A contrario, les deux autres intervenants, Bernard Nordinguer[3], chirurgien à Ambroise Paré, et Jacques Lucas, médecin et vice-président du Conseil national de l’Ordre des médecins, ont fait l’apologie du Big Data. 

 

Les enjeux de l’IA dans la santé

 

Le premier souligne les progrès dans le domaine de la santé liés à l’introduction de l’intelligence artificielle : dans l’imagerie, dans la recherche où les données cliniques et génétiques entre laboratoires sont partagées, dans le domaine de la détection et du traitement de tumeurs, pour « l’identification des régions du génome qui  contrôlent la prolifération tumorale ». Avec l’introduction des robots en chirurgie, le médecin « augmenté » sera, selon lui, « mieux informé pour établir les diagnostics et choisir les traitements ». Pour aujourd’hui, l’enjeu est de  « gagner le défi de la confiance » : les données de santé « doivent être cryptées ou anonymisées pour être ouvertes à la recherche », affirme-t-il, sans cependant proposer de solution aux risques réels de leur « réidentification ».

 

Face aux problèmes éthiques liés à la collecte des données, Jacques Lucas rappelle que l’information et le consentement impératif du citoyen sont essentiels.

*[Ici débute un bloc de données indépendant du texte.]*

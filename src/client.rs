//! Request pipeline: credential attachment, dispatch, refresh hand-off, and bounded retry.
//!
//! [`ApiClient::send`] runs one logical call. Every dispatch reads the current credential,
//! stamps a fresh `X-Request-ID`, and waits for the response under the configured timeout. A
//! `401` hands off to the [`AuthTokenManager`] exactly once per call; other failures consult
//! the [`RetryPolicy`] and sleep the computed backoff before the next dispatch.

pub mod descriptor;
pub mod response;

pub use descriptor::{RequestBody, RequestDescriptor, RequestId};
pub use response::{ApiResponse, Pagination};

// crates.io
use tokio::time::Instant;
// self
use crate::{
	_prelude::*,
	auth::{AuthTokenManager, Credential, EndpointRefresher, TokenRefresher},
	client::descriptor::Attempt,
	config::ClientConfig,
	http::{self, HttpTransport, Method, TransportBody, TransportRequest, TransportResponse},
	normalize::{DefaultErrorNormalizer, ErrorNormalizer, RawFailure},
	obs::{self, CallKind},
	retry::RetryPolicy,
	store::TokenStore,
};
#[cfg(feature = "reqwest")] use crate::{error::ConfigError, http::ReqwestTransport};

#[cfg(feature = "reqwest")]
/// Client specialized for the crate's default reqwest transport.
pub type ReqwestApiClient = ApiClient<ReqwestTransport>;

/// Resilient API client bound to one base URL and one credential slot.
///
/// Clones share the transport, the credential manager, and therefore the single-flight
/// refresh state.
pub struct ApiClient<T>
where
	T: ?Sized + HttpTransport,
{
	/// Transport used for every dispatch.
	pub transport: Arc<T>,
	/// Classifier applied to every failure.
	pub normalizer: Arc<dyn ErrorNormalizer>,
	/// Owner of the credential and the refresh protocol.
	pub auth: Arc<AuthTokenManager>,
	/// Immutable configuration.
	pub config: Arc<ClientConfig>,
	/// Retry policy derived from the configuration unless overridden.
	pub retry_policy: Arc<RetryPolicy>,
}
impl<T> ApiClient<T>
where
	T: ?Sized + HttpTransport,
{
	/// Creates a client over a caller-provided transport.
	///
	/// Credentials are refreshed through `config.refresh_path` on the same transport; use
	/// [`ApiClient::with_refresher`] to plug in a different refresh call.
	pub fn with_transport(
		config: ClientConfig,
		transport: impl Into<Arc<T>>,
		store: Arc<dyn TokenStore>,
	) -> Self {
		let transport = transport.into();
		let config = Arc::new(config);
		let normalizer: Arc<dyn ErrorNormalizer> = Arc::new(DefaultErrorNormalizer);
		let refresher =
			EndpointRefresher::new(transport.clone(), normalizer.clone(), config.clone());
		let auth = Arc::new(AuthTokenManager::new(store, Arc::new(refresher)));
		let retry_policy = Arc::new(config.retry_policy());

		Self { transport, normalizer, auth, config, retry_policy }
	}

	/// Replaces the refresh call used by the credential manager.
	pub fn with_refresher(self, refresher: Arc<dyn TokenRefresher>) -> Self {
		self.auth.set_refresher(refresher);

		self
	}

	/// Registers the handler invoked once per failed refresh (sign-out signal).
	pub fn on_unauthorized<F>(self, handler: F) -> Self
	where
		F: 'static + Fn(&NormalizedError) + Send + Sync,
	{
		self.auth.set_unauthorized_handler(Arc::new(handler));

		self
	}

	/// Replaces the error normalizer.
	pub fn with_normalizer(mut self, normalizer: Arc<dyn ErrorNormalizer>) -> Self {
		self.normalizer = normalizer;

		self
	}

	/// Replaces the retry policy.
	pub fn with_retry_policy(mut self, policy: RetryPolicy) -> Self {
		self.retry_policy = Arc::new(policy);

		self
	}

	/// Stores a freshly issued credential (login/signup).
	pub async fn sign_in(&self, credential: Credential) -> Result<()> {
		self.auth.sign_in(credential).await
	}

	/// Clears the stored credential.
	pub async fn sign_out(&self) -> Result<()> {
		self.auth.sign_out().await
	}

	/// Reads the stored credential.
	pub async fn credential(&self) -> Result<Option<Credential>> {
		self.auth.current().await
	}

	/// Runs one logical request through the pipeline.
	pub async fn send(&self, descriptor: RequestDescriptor) -> Result<ApiResponse> {
		let kind = CallKind::Request;

		obs::observe_call(kind, descriptor.method, &descriptor.path, async {
			self.run(&descriptor, kind, self.config.timeout, &mut Buffered).await
		})
		.await
	}

	/// `GET path`.
	pub async fn get(&self, path: impl Into<String>) -> Result<ApiResponse> {
		self.send(RequestDescriptor::get(path)).await
	}

	/// `POST path` with a JSON body.
	pub async fn post<B>(&self, path: impl Into<String>, body: &B) -> Result<ApiResponse>
	where
		B: ?Sized + Serialize,
	{
		self.send(RequestDescriptor::new(Method::Post, path).json(body)?).await
	}

	/// `PUT path` with a JSON body.
	pub async fn put<B>(&self, path: impl Into<String>, body: &B) -> Result<ApiResponse>
	where
		B: ?Sized + Serialize,
	{
		self.send(RequestDescriptor::new(Method::Put, path).json(body)?).await
	}

	/// `PATCH path` with a JSON body.
	pub async fn patch<B>(&self, path: impl Into<String>, body: &B) -> Result<ApiResponse>
	where
		B: ?Sized + Serialize,
	{
		self.send(RequestDescriptor::new(Method::Patch, path).json(body)?).await
	}

	/// `DELETE path`.
	pub async fn delete(&self, path: impl Into<String>) -> Result<ApiResponse> {
		self.send(RequestDescriptor::new(Method::Delete, path)).await
	}

	/// Probes `config.health_path` once, without retries.
	pub async fn health_check(&self) -> Result<HealthReport> {
		let kind = CallKind::HealthCheck;
		let descriptor = RequestDescriptor::get(self.config.health_path.clone()).without_retry();

		obs::observe_call(kind, descriptor.method, &descriptor.path, async {
			let started = Instant::now();
			let response = self.run(&descriptor, kind, self.config.timeout, &mut Buffered).await?;

			Ok(HealthReport { status: response.status, latency: started.elapsed(), body: response.data })
		})
		.await
	}

	/// Dispatch loop shared by every call kind.
	///
	/// `consumer` turns a 2xx response into the call's output; a failure it reports goes
	/// through the same normalize/refresh/retry path as a failed dispatch. Each attempt, body
	/// included, runs under the descriptor's timeout or `default_timeout`.
	pub(crate) async fn run<C>(
		&self,
		descriptor: &RequestDescriptor,
		kind: CallKind,
		default_timeout: Duration,
		consumer: &mut C,
	) -> Result<C::Output>
	where
		C: Consume,
	{
		let timeout = descriptor.timeout.unwrap_or(default_timeout);
		let mut attempt = Attempt::default();
		let mut refreshed = None;

		loop {
			let credential = match refreshed.take() {
				Some(credential) => Some(credential),
				None => self.auth.current().await?,
			};
			let request_id = RequestId::generate();
			let request = self.build_request(descriptor, credential.as_ref(), &request_id)?;

			obs::trace_dispatch(request_id.as_str(), attempt.dispatch_index(), credential.is_some());

			let started = Instant::now();
			// The deadline spans the whole attempt, body included.
			let outcome = http::with_deadline(timeout, async {
				let outcome = http::exchange(self.transport.as_ref(), request).await;

				obs::trace_response(request_id.as_str(), observed_status(&outcome), started.elapsed());

				consumer.consume(outcome?, &request_id).await
			})
			.await;
			let failure = match outcome {
				Ok(output) => return Ok(output),
				Err(failure) => failure,
			};
			let error = self.normalizer.normalize(failure);

			if error.status() == Some(401) {
				let Some(stale) = credential.filter(|_| !attempt.auth_retried) else {
					return Err(error);
				};

				attempt.auth_retried = true;
				refreshed = Some(self.auth.refresh(Some(&stale)).await?);

				continue;
			}
			if !descriptor.retry {
				return Err(error);
			}

			let decision = self.retry_policy.should_retry(&error, attempt.retries + 1);

			if !decision.should_retry {
				return Err(error);
			}

			attempt.retries += 1;

			obs::trace_retry(&error, attempt.retries, decision.delay);
			obs::record_retry(kind, error.kind());

			tokio::time::sleep(decision.delay).await;
		}
	}

	fn build_request(
		&self,
		descriptor: &RequestDescriptor,
		credential: Option<&Credential>,
		request_id: &RequestId,
	) -> Result<TransportRequest> {
		let mut url = self.config.resolve(&descriptor.path)?;

		if !descriptor.query.is_empty() {
			url.query_pairs_mut().extend_pairs(descriptor.query.iter());
		}

		let mut headers = BTreeMap::from([
			("accept".to_owned(), "application/json".to_owned()),
			("x-requested-with".to_owned(), "XMLHttpRequest".to_owned()),
		]);
		let body = match &descriptor.body {
			RequestBody::Empty => TransportBody::Empty,
			RequestBody::Json(value) => {
				headers.insert("content-type".into(), "application/json".into());

				TransportBody::Bytes(Bytes::from(serde_json::to_vec(value)?))
			},
			RequestBody::Raw { bytes, content_type } => {
				headers.insert("content-type".into(), content_type.clone());

				TransportBody::Bytes(bytes.clone())
			},
			RequestBody::Multipart(upload) => TransportBody::Multipart(upload.clone()),
		};

		for (name, value) in self.config.default_headers.iter().chain(descriptor.headers.iter()) {
			headers.insert(name.to_ascii_lowercase(), value.clone());
		}

		if let Some(credential) = credential
			&& !headers.contains_key("authorization")
		{
			headers.insert("authorization".into(), credential.authorization());
		}

		headers.insert("x-request-id".into(), request_id.to_string());

		Ok(TransportRequest { method: descriptor.method, url, headers, body })
	}
}
impl<T> Clone for ApiClient<T>
where
	T: ?Sized + HttpTransport,
{
	fn clone(&self) -> Self {
		Self {
			transport: self.transport.clone(),
			normalizer: self.normalizer.clone(),
			auth: self.auth.clone(),
			config: self.config.clone(),
			retry_policy: self.retry_policy.clone(),
		}
	}
}
#[cfg(feature = "reqwest")]
impl ApiClient<ReqwestTransport> {
	/// Creates a client that provisions its own reqwest transport.
	pub fn new(config: ClientConfig, store: Arc<dyn TokenStore>) -> Result<Self, ConfigError> {
		let transport = ReqwestTransport::build(config.user_agent.as_deref())?;

		Ok(Self::with_transport(config, transport, store))
	}
}
impl<T> Debug for ApiClient<T>
where
	T: ?Sized + HttpTransport,
{
	fn fmt(&self, f: &mut Formatter) -> FmtResult {
		f.debug_struct("ApiClient")
			.field("base_url", &self.config.base_url.as_str())
			.field("retry_policy", &self.retry_policy)
			.field("refresh_state", &self.auth.state())
			.finish()
	}
}

/// Result of [`ApiClient::health_check`].
#[derive(Clone, Debug, PartialEq)]
pub struct HealthReport {
	/// Status returned by the health endpoint.
	pub status: u16,
	/// Time from dispatch to decoded body.
	pub latency: Duration,
	/// Decoded body.
	pub body: Value,
}

/// Turns a successful transport response into a call's output.
pub(crate) trait Consume: Send {
	type Output: Send;

	fn consume(
		&mut self,
		response: TransportResponse,
		request_id: &RequestId,
	) -> impl Future<Output = Result<Self::Output, RawFailure>> + Send;
}

/// Buffers and decodes the body.
pub(crate) struct Buffered;
impl Consume for Buffered {
	type Output = ApiResponse;

	fn consume(
		&mut self,
		response: TransportResponse,
		request_id: &RequestId,
	) -> impl Future<Output = Result<Self::Output, RawFailure>> + Send {
		let request_id = request_id.clone();

		async move {
			let status = response.status;
			let headers = response.headers.clone();
			let body = response.bytes().await?;

			Ok(ApiResponse::decode(status, headers, &body, request_id))
		}
	}
}

fn observed_status(outcome: &Result<TransportResponse, RawFailure>) -> Option<u16> {
	match outcome {
		Ok(response) => Some(response.status),
		Err(RawFailure::Response { status, .. }) => Some(*status),
		Err(_) => None,
	}
}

Il met en garde sur la qualité des données collectées, qui n’est pas toujours « excellente » et dont l’exploitation comporte un risque de déductions « erronées ». Il souhaite interdire leur vente, pour éviter de condamner les personnes les plus vulnérables à en faire un trafic, à l’instar de ce qui peut se passer pour la vente d’organes. Jacques Lucas préconise également une réflexion au niveau européen et international pour instaurer une régulation. Selon lui, le risque de désanonymisation peut être résolu par une « gouvernance » organisée par l’Etat. Fataliste, il estime que le développement du numérique est « indispensable », si nous ne voulons pas « devenir les vassaux des Etats-Unis et de la Chine ».

 

Comment empêcher le piratage de données ? Être sûrs que ces données ne pourront être réutilisées par des employeurs, des banques, des assureurs à des fins discriminantes ? Hormis l’évocation d’un « principe de transparence », il semble qu’aucune solution concrète n’ait été envisagée.

 

Pour aller plus loin :

Big data et santé : nouvel avis du Comité d’éthique

Données de santé : des experts inquiets

Données de santé : le Conseil de l’Europe fait ses recommandations

IA : des rapports insuffisants face à l’urgence d’un cadre éthique solide

Intelligence artificielle et médecine, le miroir aux alouettes ?

Tests génétiques : vers une évolution du consentement éclairé ?

La sécurisation des données de l’application Ovia Health n’est pas assurée



[1] Certains prisonniers américains se voient par exemple privés de liberté conditionnelle parce que des algorithmes ont prévenu d’un risque de récidive (mère célibataire…).

[2] Ce sujet a fait l’objet de son livre Dans la Google du loup.

[3] Co-auteur avec Cédric Villani de La santé et l’intelligence artificielle.